Fact List

– FOP stands for Fibrodysplasia Ossificans Progressiva:
soft connective tissue that progressively turns to bone
– FOP is one of the rarest and most disabling genetic conditions known to medicine.
– FOP causes new bone to form in place of muscles and connective tissues.
– The new FOP bone grows outside the normal human skeleton.
– This process creates a “second skeleton” of heterotopic bone.

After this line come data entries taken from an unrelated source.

//! Scheduling of the per-event computation over the event sequence
//!
//! Each event's derived values depend only on that event's readout and the
//! run-wide constants, so the ordered sequence is partitioned into
//! contiguous ranges that can be processed independently and merged back in
//! range order. Both backends produce identical results.

#[cfg(feature = "multi-threading")]
mod multi_threading;
#[cfg(not(feature = "multi-threading"))]
mod sequential;

use crate::{error::AnalysisError, resacc::RunAccumulator};

use std::ops::Range;

/// Size of the processed event batches
///
/// Batches bound per-task state and give the multi-threaded backend its work
/// granularity. Since range results are merged in range order either way,
/// the value only affects performance, never the output.
pub const EVENT_BATCH_SIZE: usize = 10_000;

/// Process `num_events` events with the backend selected at build time
///
/// The kernel maps a contiguous index range to an accumulator holding that
/// range's results; any per-range error aborts the whole run before output
/// is produced.
pub fn process_events(
    num_events: usize,
    process_range: impl Sync + Fn(Range<usize>) -> Result<RunAccumulator, AnalysisError>,
) -> Result<RunAccumulator, AnalysisError> {
    #[cfg(not(feature = "multi-threading"))]
    {
        sequential::process_events_impl(num_events, process_range)
    }

    #[cfg(feature = "multi-threading")]
    {
        multi_threading::process_events_impl(num_events, process_range)
    }
}

/// Contiguous batch ranges covering `0..num_events`
fn batch_ranges(num_events: usize) -> impl Iterator<Item = Range<usize>> {
    (0..num_events)
        .step_by(EVENT_BATCH_SIZE)
        .map(move |start| start..(start + EVENT_BATCH_SIZE).min(num_events))
}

– FOP is the only known disease where one normal organ system turns into another.
– FOP is congenital (starts before birth) but the extra bone doesn’t form until after birth.
– Flare-ups of new bone growth can be triggered by sudden impact (ie: falls, bumps, injuries).
– Unfortunately, flare-ups can also happen for no reason and can’t always be prevented.
– Common symptoms of flare-ups: pain/tenderness, swelling and redness, warm to the touch
– It’s estimated that there are 3,300 people with FOP in the world (one in two million).
– There are approximately 800 confirmed cases of FOP around the globe.
– There are 285 people with FOP in the United States. I’m one of two (that I know of) in CT.
– Over 80% of individuals with FOP have been misdiagnosed, the majority as cancer.
– A classic characteristic of someone with FOP are malformed big toes.
– There aren’t any ethnic, racial, or gender patterns.
– Surgery to remove the extra bone is possible, but it would exacerbate FOP.
– There are currently no effective treatments or a cure for FOP, but there is always hope.